The proposal has been met with significant opposition in the local area, including from the local Labour MP, Tim Roca. In December 2025, Cheshire East local authority voted unanimously (70–0) against the planned new town development. Several public protests from local residents have been held near to the proposed development. In evidence to the House of Lords Built Environment Committee, Niall Bolger (non executive Director of Belport) admitted that there was no consultation with residents or the wider local community before the new towns bid was submitted. The proposed site is largely a greenfield site with over 1000 ha of greenbelt land. The current proposals are for up to 20,000 new homes (roughly 47,000 population) to be added to the area. This will create a new town with a similar population to nearby Macclesfield.

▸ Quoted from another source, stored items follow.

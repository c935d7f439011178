//! Key-value storage
//!
//! Flat string-keyed stores used as the user database.

pub mod filesystem;
pub mod memory;

pub use filesystem::FileStore;
pub use memory::MemoryStore;

use crate::error::StoreError;

/// A flat, process-wide string key-value store.
///
/// Reads never fail; writes may, depending on the backend.
pub trait UserStore {
    fn get_item(&self, key: &str) -> Option<String>;

    fn set_item(&mut self, key: &str, value: String) -> Result<(), StoreError>;

    fn remove_item(&mut self, key: &str) -> Result<(), StoreError>;

    fn len(&self) -> usize;

    fn contains_key(&self, key: &str) -> bool {
        self.get_item(key).is_some()
    }

    fn is_empty(&self) -> bool {
        self.len() == 0
    }
}

impl<S: UserStore + ?Sized> UserStore for Box<S> {
    fn get_item(&self, key: &str) -> Option<String> {
        (**self).get_item(key)
    }

    fn set_item(&mut self, key: &str, value: String) -> Result<(), StoreError> {
        (**self).set_item(key, value)
    }

    fn remove_item(&mut self, key: &str) -> Result<(), StoreError> {
        (**self).remove_item(key)
    }

    fn len(&self) -> usize {
        (**self).len()
    }
}
//! account-forms - Entry Point
//!
//! Reads registration and login submits from stdin, one per line. Alerts are
//! written to stdout and the error display to stderr.

use log::info;
use tokio::io::BufReader;

use account_forms::Session;
use account_forms::error::FormError;
use account_forms::error::handlers::handle_error;

#[tokio::main(flavor = "current_thread")]
async fn main() -> Result<(), FormError> {
    // Initialize the logger (env_logger picks up RUST_LOG environment variable)
    env_logger::init();

    info!("Launching account forms...");

    let mut session = Session::load().inspect_err(handle_error)?;
    session
        .run(
            BufReader::new(tokio::io::stdin()),
            tokio::io::stdout(),
            tokio::io::stderr(),
        )
        .await
        .inspect_err(handle_error)?;

    info!("Session finished");
    Ok(())
}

In March 2026 the government revealed that it had decided Adlington would not be expanded to become a new town. In a statement, the government said Adlington and other areas would not be taken forward as new towns, but were "deemed to be credible development opportunities and may continue to be supported through existing housing programmes".

==Governance==
Adlington Parish Council, which administers the civil parish, is made up of ten parish councillors and one parish clerk. The parish council sits each month, and at these meetings, the two borough and single county councillor will also often attend.

==Transport==
Adlington railway station is a stop on the Stafford to Manchester branch of the West Coast Main Line. It is served by Northern Trains services between , , and .

== Notable people ==
- Bob Cooke (born 1943), a former English cricketer, played 42 first class matches
- Martin Edwards (born 1945), former chairman of Manchester United F.C. from 1980 until 2002.
- Sir Carol Mather (1919–2006), British soldier and MP for Esher 1970-1987.